WORK TO COMPLETE: Each line below has to be output exactly, from first to last.

* * * * * * *

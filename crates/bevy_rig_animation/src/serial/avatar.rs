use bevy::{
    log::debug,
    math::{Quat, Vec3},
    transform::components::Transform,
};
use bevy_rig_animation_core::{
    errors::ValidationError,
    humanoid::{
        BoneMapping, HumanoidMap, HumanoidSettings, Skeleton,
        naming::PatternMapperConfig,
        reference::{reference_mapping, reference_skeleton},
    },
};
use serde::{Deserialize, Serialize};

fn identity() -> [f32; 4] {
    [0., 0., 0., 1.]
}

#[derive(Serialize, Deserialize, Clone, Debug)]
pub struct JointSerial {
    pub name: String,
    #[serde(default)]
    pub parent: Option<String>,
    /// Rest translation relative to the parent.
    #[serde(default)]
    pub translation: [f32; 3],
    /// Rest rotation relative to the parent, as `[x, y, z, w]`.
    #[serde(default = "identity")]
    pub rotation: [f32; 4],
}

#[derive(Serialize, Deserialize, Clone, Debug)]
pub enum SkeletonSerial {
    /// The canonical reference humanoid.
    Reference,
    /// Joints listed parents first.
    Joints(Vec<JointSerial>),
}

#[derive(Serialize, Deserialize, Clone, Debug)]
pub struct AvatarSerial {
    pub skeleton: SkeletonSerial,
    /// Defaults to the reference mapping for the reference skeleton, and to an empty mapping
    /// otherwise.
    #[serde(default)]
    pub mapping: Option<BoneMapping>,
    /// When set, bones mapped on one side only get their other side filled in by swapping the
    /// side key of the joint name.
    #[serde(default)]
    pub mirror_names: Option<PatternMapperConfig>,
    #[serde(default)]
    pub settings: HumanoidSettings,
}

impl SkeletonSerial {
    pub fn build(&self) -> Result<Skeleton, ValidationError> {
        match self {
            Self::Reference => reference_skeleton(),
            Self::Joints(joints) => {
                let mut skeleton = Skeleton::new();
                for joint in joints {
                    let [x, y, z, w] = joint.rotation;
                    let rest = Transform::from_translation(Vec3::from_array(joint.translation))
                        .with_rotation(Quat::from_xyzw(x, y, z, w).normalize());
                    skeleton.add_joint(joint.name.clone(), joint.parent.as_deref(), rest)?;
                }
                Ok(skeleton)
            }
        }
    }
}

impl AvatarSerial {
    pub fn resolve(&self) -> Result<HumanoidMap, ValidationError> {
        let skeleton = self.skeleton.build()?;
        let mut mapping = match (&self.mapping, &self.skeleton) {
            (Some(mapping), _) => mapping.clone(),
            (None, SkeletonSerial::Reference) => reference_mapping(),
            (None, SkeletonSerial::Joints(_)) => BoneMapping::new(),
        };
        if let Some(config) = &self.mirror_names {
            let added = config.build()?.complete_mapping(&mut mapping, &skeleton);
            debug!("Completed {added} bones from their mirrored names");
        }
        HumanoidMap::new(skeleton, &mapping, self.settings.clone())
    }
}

* * * * * * *

FINISHED EXERCISE:
filename crates/bevy_rig_animation/src/serial/avatar.rs
use bevy::{
    log::debug,
    math::{Quat, Vec3},
    transform::components::Transform,
};
use bevy_rig_animation_core::{
    errors::ValidationError,
    humanoid::{
        BoneMapping, HumanoidMap, HumanoidSettings, Skeleton,
        naming::PatternMapperConfig,
        reference::{reference_mapping, reference_skeleton},
    },
};
use serde::{Deserialize, Serialize};

fn identity() -> [f32; 4] {
    [0., 0., 0., 1.]
}

#[derive(Serialize, Deserialize, Clone, Debug)]
pub struct JointSerial {
    pub name: String,
    #[serde(default)]
    pub parent: Option<String>,
    /// Rest translation relative to the parent.
    #[serde(default)]
    pub translation: [f32; 3],
    /// Rest rotation relative to the parent, as `[x, y, z, w]`.
    #[serde(default = "identity")]
    pub rotation: [f32; 4],
}

#[derive(Serialize, Deserialize, Clone, Debug)]
pub enum SkeletonSerial {
    /// The canonical reference humanoid.
    Reference,
    /// Joints listed parents first.
    Joints(Vec<JointSerial>),
}

#[derive(Serialize, Deserialize, Clone, Debug)]
pub struct AvatarSerial {
    pub skeleton: SkeletonSerial,
    /// Defaults to the reference mapping for the reference skeleton, and to an empty mapping
    /// otherwise.
    #[serde(default)]
    pub mapping: Option<BoneMapping>,
    /// When set, bones mapped on one side only get their other side filled in by swapping the
    /// side key of the joint name.
    #[serde(default)]
    pub mirror_names: Option<PatternMapperConfig>,
    #[serde(default)]
    pub settings: HumanoidSettings,
}

impl SkeletonSerial {
    pub fn build(&self) -> Result<Skeleton, ValidationError> {
        match self {
            Self::Reference => reference_skeleton(),
            Self::Joints(joints) => {
                let mut skeleton = Skeleton::new();
                for joint in joints {
                    let [x, y, z, w] = joint.rotation;
                    let rest = Transform::from_translation(Vec3::from_array(joint.translation))
                        .with_rotation(Quat::from_xyzw(x, y, z, w).normalize());
                    skeleton.add_joint(joint.name.clone(), joint.parent.as_deref(), rest)?;
                }
                Ok(skeleton)
            }
        }
    }
}

impl AvatarSerial {
    pub fn resolve(&self) -> Result<HumanoidMap, ValidationError> {
        let skeleton = self.skeleton.build()?;
        let mut mapping = match (&self.mapping, &self.skeleton) {
            (Some(mapping), _) => mapping.clone(),
            (None, SkeletonSerial::Reference) => reference_mapping(),
            (None, SkeletonSerial::Joints(_)) => BoneMapping::new(),
        };
        if let Some(config) = &self.mirror_names {
            let added = config.build()?.complete_mapping(&mut mapping, &skeleton);
            debug!("Completed {added} bones from their mirrored names");
        }
        HumanoidMap::new(skeleton, &mapping, self.settings.clone())
    }
}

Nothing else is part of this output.